OPUS DEI - TROJAN HORSE OF LIBERALISM IN THE CHURCH (PART V)
The Work: Precursor to Vatican II
Escriba
and Montini: Kindred Spirits
“Paul VI said that the founder of Opus Dei was ‘one of the people
who had received the most charisms in the Church’s history and had responded
with the greatest generosity to God’s gifts.’ ”
"Saint" José María Escriba y Albás smiling behind an enthralled "Saint" Paul VI during his visit to the Tiburtino Opus Dei center in Rome prior to the conclusion of the Council. |
Escriba enjoyed a close and intimate relationship of friendship with Giovanni Battista Montini, later Paul VI. When he first arrived in Rome in 1946, Montini was the first to welcome him with open arms, and their close friendship continued even after his election, as recounted by author Pilar Urbano: “He remembered Pope Paul VI, when he was still Monsignor Montini, as ‘the first friendly hand I found here in Rome; the first affectionate word for the Work which I heard in Rome was spoken by him.’ As Pope, he received Monsignor Escrivá in protracted, affectionate audiences on several occasions.

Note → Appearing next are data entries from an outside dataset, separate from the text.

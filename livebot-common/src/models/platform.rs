// File: livebot-common/src/models/platform.rs

use std::fmt;
use std::str::FromStr;

use serde::{Deserialize, Serialize};

/// The livestream platforms the bot can watch.
#[derive(Debug, Serialize, Deserialize, Clone, Copy, Eq, PartialEq, Hash)]
#[serde(rename_all = "lowercase")]
pub enum Platform {
    Twitch,
    Kick,
}

impl Platform {
    /// Canonical channel URL, as posted in notifications and matched by
    /// the history-scan dedupe.
    pub fn channel_url(&self, identifier: &str) -> String {
        match self {
            Platform::Twitch => format!("https://twitch.tv/{identifier}"),
            Platform::Kick => format!("https://kick.com/{identifier}"),
        }
    }

    /// Display label with the platform's own capitalization.
    pub fn label(&self) -> &'static str {
        match self {
            Platform::Twitch => "Twitch",
            Platform::Kick => "Kick",
        }
    }
}

impl fmt::Display for Platform {
    fn fmt(&self, f: &mut fmt::Formatter<'_>) -> fmt::Result {
        match self {
            Platform::Twitch => write!(f, "twitch"),
            Platform::Kick => write!(f, "kick"),
        }
    }
}

impl FromStr for Platform {
    type Err = String;
    fn from_str(s: &str) -> Result<Self, Self::Err> {
        match s.to_lowercase().as_str() {
            "twitch" => Ok(Platform::Twitch),
            "kick" => Ok(Platform::Kick),
            _ => Err(format!("Unknown platform: {}", s)),
        }
    }
}
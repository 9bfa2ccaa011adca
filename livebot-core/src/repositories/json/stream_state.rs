// File: livebot-core/src/repositories/json/stream_state.rs

use std::sync::Arc;

use async_trait::async_trait;

use livebot_common::models::{Platform, StreamState, StreamStateUpdate};
use livebot_common::traits::repository_traits::StreamStateRepository;

use crate::store::JsonStore;

#[derive(Clone)]
pub struct JsonStreamStateRepository {
    store: Arc<JsonStore>,
}

impl JsonStreamStateRepository {
    pub fn new(store: Arc<JsonStore>) -> Self {
        Self { store }
    }
}

#[async_trait]
impl StreamStateRepository for JsonStreamStateRepository {
    async fn get(&self, platform: Platform, identifier: &str) -> StreamState {
        let key = JsonStore::state_key(platform, identifier);
        self.store
            .read(|doc| doc.stream_state.get(&key).cloned().unwrap_or_default())
            .await
    }

    async fn update(&self, platform: Platform, identifier: &str, update: StreamStateUpdate) {
        let key = JsonStore::state_key(platform, identifier);
        self.store
            .mutate(|doc| doc.stream_state.entry(key).or_default().apply(update))
            .await
    }
}
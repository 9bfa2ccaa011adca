pub mod notify_service;
pub mod stream_service;

pub use notify_service::NotifyService;
pub use stream_service::StreamService;
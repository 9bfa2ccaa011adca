// File: livebot-core/src/services/stream_service.rs

//! Per-channel state transitions between poll cycles.

use std::sync::Arc;

use chrono::Utc;
use tracing::{debug, info};

use livebot_common::models::{LiveInfo, Platform, StreamState, StreamStateUpdate, StreamStatus};
use livebot_common::traits::repository_traits::StreamStateRepository;

use crate::services::notify_service::NotifyService;

pub struct StreamService {
    state_repo: Arc<dyn StreamStateRepository>,
    notify: Arc<NotifyService>,
}

impl StreamService {
    pub fn new(state_repo: Arc<dyn StreamStateRepository>, notify: Arc<NotifyService>) -> Self {
        Self { state_repo, notify }
    }

    /// Applies one probe result to the stored state for a channel,
    /// broadcasting when the result amounts to a new live session.
    pub async fn handle_probe_result(
        &self,
        platform: Platform,
        identifier: &str,
        probe: Option<LiveInfo>,
    ) {
        let current = self.state_repo.get(platform, identifier).await;

        match probe {
            Some(info) => {
                self.handle_live(platform, identifier, current, info).await;
            }
            None => {
                if current.last_status == StreamStatus::Online {
                    info!("{platform}:{identifier} went offline");
                    // Only the status flips; the session id survives
                    // the offline dip so a same-id recovery stays
                    // deduped.
                    self.state_repo
                        .update(
                            platform,
                            identifier,
                            StreamStateUpdate {
                                last_status: Some(StreamStatus::Offline),
                                ..Default::default()
                            },
                        )
                        .await;
                }
            }
        }
    }

    async fn handle_live(
        &self,
        platform: Platform,
        identifier: &str,
        current: StreamState,
        info: LiveInfo,
    ) {
        // A probe result without a session id gets a synthetic one.
        // That defeats restart dedupe for this result (every cycle
        // looks like a new session), which we accept over guessing
        // broadcast identity.
        let session_id = info
            .session_id
            .clone()
            .unwrap_or_else(|| format!("session-{}", Utc::now().timestamp_millis()));

        let already_notified = current.last_stream_id.as_deref() == Some(session_id.as_str());

        if current.last_status == StreamStatus::Online && already_notified {
            // Same broadcast as last cycle.
            return;
        }

        if already_notified {
            // Offline in our books, but this exact session was already
            // announced (a prior cycle or process lifetime). Catch the
            // status up without a second ping.
            debug!("{platform}:{identifier} already notified for session {session_id}");
            self.state_repo
                .update(
                    platform,
                    identifier,
                    StreamStateUpdate {
                        last_status: Some(StreamStatus::Online),
                        ..Default::default()
                    },
                )
                .await;
            return;
        }

        if current.last_status == StreamStatus::Online {
            info!("{platform}:{identifier} restarted without an offline tick (session {session_id})");
        } else {
            info!("{platform}:{identifier} went live (session {session_id})");
        }

        self.notify.broadcast_live(platform, identifier, &info).await;

        self.state_repo
            .update(
                platform,
                identifier,
                StreamStateUpdate {
                    last_status: Some(StreamStatus::Online),
                    last_notified: Some(Utc::now()),
                    last_stream_id: Some(session_id),
                },
            )
            .await;
    }
}
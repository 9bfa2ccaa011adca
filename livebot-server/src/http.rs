// File: livebot-server/src/http.rs

//! Trigger and keep-alive HTTP surface: a health route and an
//! on-demand poll cycle for deployments without a long-running timer.

use std::sync::Arc;

use axum::{
    Router,
    extract::{Query, State},
    http::StatusCode,
    response::Json,
    routing::get,
};
use serde::Deserialize;
use serde_json::{Value, json};
use tracing::info;

use livebot_core::tasks::stream_monitor::StreamMonitor;

#[derive(Clone)]
struct AppState {
    monitor: Arc<StreamMonitor>,
    cron_secret: Option<String>,
}

#[derive(Debug, Deserialize)]
struct CronQuery {
    key: Option<String>,
}

pub async fn serve(
    bind_addr: &str,
    monitor: Arc<StreamMonitor>,
    cron_secret: Option<String>,
) -> std::io::Result<()> {
    let state = AppState {
        monitor,
        cron_secret,
    };
    let app = Router::new()
        .route("/healthz", get(healthz))
        .route("/cron", get(run_cron))
        .with_state(state);

    let listener = tokio::net::TcpListener::bind(bind_addr).await?;
    info!("HTTP server listening on {bind_addr}");
    axum::serve(listener, app).await
}

async fn healthz() -> &'static str {
    "livebot is alive"
}

async fn run_cron(
    State(state): State<AppState>,
    Query(query): Query<CronQuery>,
) -> (StatusCode, Json<Value>) {
    if let Some(secret) = state.cron_secret.as_deref() {
        if query.key.as_deref() != Some(secret) {
            return (
                StatusCode::UNAUTHORIZED,
                Json(json!({ "error": "Unauthorized" })),
            );
        }
    }

    info!("Cron trigger received");
    if state.monitor.tick().await {
        (
            StatusCode::OK,
            Json(json!({ "success": true, "message": "Stream check completed." })),
        )
    } else {
        (
            StatusCode::OK,
            Json(json!({ "success": true, "message": "A poll cycle is already running; skipped." })),
        )
    }
}
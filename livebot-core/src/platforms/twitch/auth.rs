// File: livebot-core/src/platforms/twitch/auth.rs

use std::sync::Arc;

use chrono::{DateTime, Duration, Utc};
use serde::Deserialize;
use tokio::sync::Mutex;
use tracing::debug;

use livebot_common::Error;

use crate::http::HttpClient;

const TOKEN_URL: &str = "https://id.twitch.tv/oauth2/token";

/// Treat the token as expired this many seconds before Twitch does.
const EXPIRY_BUFFER_SECS: i64 = 60;

#[derive(Deserialize)]
struct TwitchTokenResponse {
    access_token: String,
    expires_in: u64,
}

#[derive(Clone)]
struct CachedToken {
    access_token: String,
    expires_at: DateTime<Utc>,
}

/// App access token cache for the Helix API (client-credentials grant).
///
/// One instance is shared for the life of the process: the token is
/// fetched on first use, reused until the buffered expiry, and dropped
/// on `invalidate` so the next call re-exchanges.
pub struct TwitchAuthenticator {
    client_id: String,
    client_secret: String,
    http: Arc<dyn HttpClient>,
    cached: Mutex<Option<CachedToken>>,
}

impl TwitchAuthenticator {
    pub fn new(client_id: String, client_secret: String, http: Arc<dyn HttpClient>) -> Self {
        Self {
            client_id,
            client_secret,
            http,
            cached: Mutex::new(None),
        }
    }

    pub fn client_id(&self) -> &str {
        &self.client_id
    }

    /// Returns a bearer token, exchanging client credentials if the
    /// cached one is missing or past its buffered expiry.
    pub async fn app_access_token(&self) -> Result<String, Error> {
        let mut cached = self.cached.lock().await;
        if let Some(token) = cached.as_ref() {
            if Utc::now() < token.expires_at {
                return Ok(token.access_token.clone());
            }
        }

        let form = vec![
            ("client_id".to_string(), self.client_id.clone()),
            ("client_secret".to_string(), self.client_secret.clone()),
            ("grant_type".to_string(), "client_credentials".to_string()),
        ];
        let response = self
            .http
            .post_form(TOKEN_URL.to_string(), form)
            .await
            .map_err(|e| Error::Auth(format!("Twitch token endpoint error: {e}")))?;
        if !response.is_success() {
            return Err(Error::Auth(format!(
                "Twitch token endpoint returned HTTP {}",
                response.status
            )));
        }
        let parsed: TwitchTokenResponse = serde_json::from_str(&response.body)
            .map_err(|e| Error::Auth(format!("Parse error on token JSON: {e}")))?;

        let expires_at =
            Utc::now() + Duration::seconds(parsed.expires_in as i64 - EXPIRY_BUFFER_SECS);
        debug!("Obtained Twitch app access token, expires_at={expires_at}");
        *cached = Some(CachedToken {
            access_token: parsed.access_token.clone(),
            expires_at,
        });
        Ok(parsed.access_token)
    }

    /// Drops the cached token so the next use re-exchanges. Called when
    /// Helix rejects the credential.
    pub async fn invalidate(&self) {
        let mut cached = self.cached.lock().await;
        *cached = None;
    }
}
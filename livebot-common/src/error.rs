// ================================================================
// File: livebot-common/src/error.rs
// ================================================================

use thiserror::Error;

#[derive(Debug, Error)]
pub enum Error {
    #[error("Not found error: {0}")]
    NotFound(String),

    #[error("HTTP error: {0}")]
    Http(#[from] reqwest::Error),

    #[error("JSON error: {0}")]
    Json(#[from] serde_json::Error),

    #[error("I/O error: {0}")]
    Io(#[from] std::io::Error),

    #[error("Platform error: {0}")]
    Platform(String),

    #[error("Authentication error: {0}")]
    Auth(String),

    #[error("Parse error: {0}")]
    Parse(String),
}

impl From<String> for Error {
    fn from(s: String) -> Self {
        Error::Parse(s)
    }
}

impl From<&str> for Error {
    fn from(s: &str) -> Self {
        Error::Parse(s.to_string())
    }
}
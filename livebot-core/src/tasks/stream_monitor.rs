// File: livebot-core/src/tasks/stream_monitor.rs

//! The recurring poll cycle: collect the watched channel set, run the
//! platform probes, and feed every result through the transition
//! engine.

use std::collections::HashMap;
use std::sync::Arc;

use futures_util::future::join_all;
use tokio::sync::Mutex;
use tokio::time::{Duration, interval};
use tracing::{debug, info, warn};

use livebot_common::models::LiveInfo;
use livebot_common::traits::platform_traits::StreamProbe;
use livebot_common::traits::repository_traits::GuildConfigRepository;

use crate::services::stream_service::StreamService;

pub struct StreamMonitor {
    guild_repo: Arc<dyn GuildConfigRepository>,
    probes: Vec<Arc<dyn StreamProbe>>,
    stream_service: Arc<StreamService>,
    cycle_lock: Mutex<()>,
}

impl StreamMonitor {
    pub fn new(
        guild_repo: Arc<dyn GuildConfigRepository>,
        probes: Vec<Arc<dyn StreamProbe>>,
        stream_service: Arc<StreamService>,
    ) -> Self {
        Self {
            guild_repo,
            probes,
            stream_service,
            cycle_lock: Mutex::new(()),
        }
    }

    /// Runs one full poll cycle, unless one is already in flight.
    /// Returns false when this tick was skipped by the guard.
    pub async fn tick(&self) -> bool {
        let Ok(_guard) = self.cycle_lock.try_lock() else {
            warn!("Previous poll cycle still running; skipping this tick");
            return false;
        };
        self.run_cycle().await;
        true
    }

    async fn run_cycle(&self) {
        let watched = self.guild_repo.get_all_watched_channels().await;
        if watched.is_empty() {
            debug!("No watched channels; nothing to poll");
            return;
        }

        // All platforms probe concurrently. Within Kick the per-channel
        // fetches are already parallel; within Twitch the batch calls
        // are sequential.
        let checks = self.probes.iter().map(|probe| {
            let platform = probe.platform();
            let identifiers: Vec<String> =
                watched.for_platform(platform).iter().cloned().collect();
            async move {
                let online: HashMap<String, LiveInfo> = if identifiers.is_empty() {
                    HashMap::new()
                } else {
                    probe.check_all(&identifiers).await
                };
                (platform, identifiers, online)
            }
        });

        for (platform, identifiers, mut online) in join_all(checks).await {
            for identifier in &identifiers {
                let info = online.remove(&identifier.to_lowercase());
                self.stream_service
                    .handle_probe_result(platform, identifier, info)
                    .await;
            }
        }
    }
}

/// Spawns the recurring monitor task: an immediate first cycle, then
/// one per interval.
pub fn spawn_stream_monitor_task(
    monitor: Arc<StreamMonitor>,
    poll_interval: Duration,
) -> tokio::task::JoinHandle<()> {
    tokio::spawn(async move {
        info!("Stream monitor started (interval {poll_interval:?})");
        let mut ticker = interval(poll_interval);
        loop {
            ticker.tick().await;
            monitor.tick().await;
        }
    })
}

During one he presented him with a chalice with the pontifical emblem embossed in ivory, identical to one he had given Patriarch Athenagoras of Constantinople a few weeks previously.” [1] It seems impossible to believe that Escriba could have become so intimately acquainted through a mere coincidence amidst the milieu of the Vatican where he was still a complete stranger, of all men, with the man who would later become Paul VI. There must have been something deep that so intimately connected the man who was the “precursor” to the Conciliar Revolution with the very man who would later head it and bring to its successful conclusion. We can only speculate on this point, but in any case there seems something almost preternatural about the ability of kindred spirits to find each other even when placed among a mass of different individuals, as St John Bosco observed with groups of children among whom were a select few led by the evil spirit, an observation that could surely equally be extended to adults. Giovanni Battista Montini, the son of a mother belonging to the “Craft” – her tomb is absolutely full of Freemasonic symbolism – is widely rumoured to have been a mason himself. If we are to assume that Escriba himself was an “initiate”, could this perhaps have been a case of a mason – Montini – offering a helping hand to a fellow “brother” of the “Craft”?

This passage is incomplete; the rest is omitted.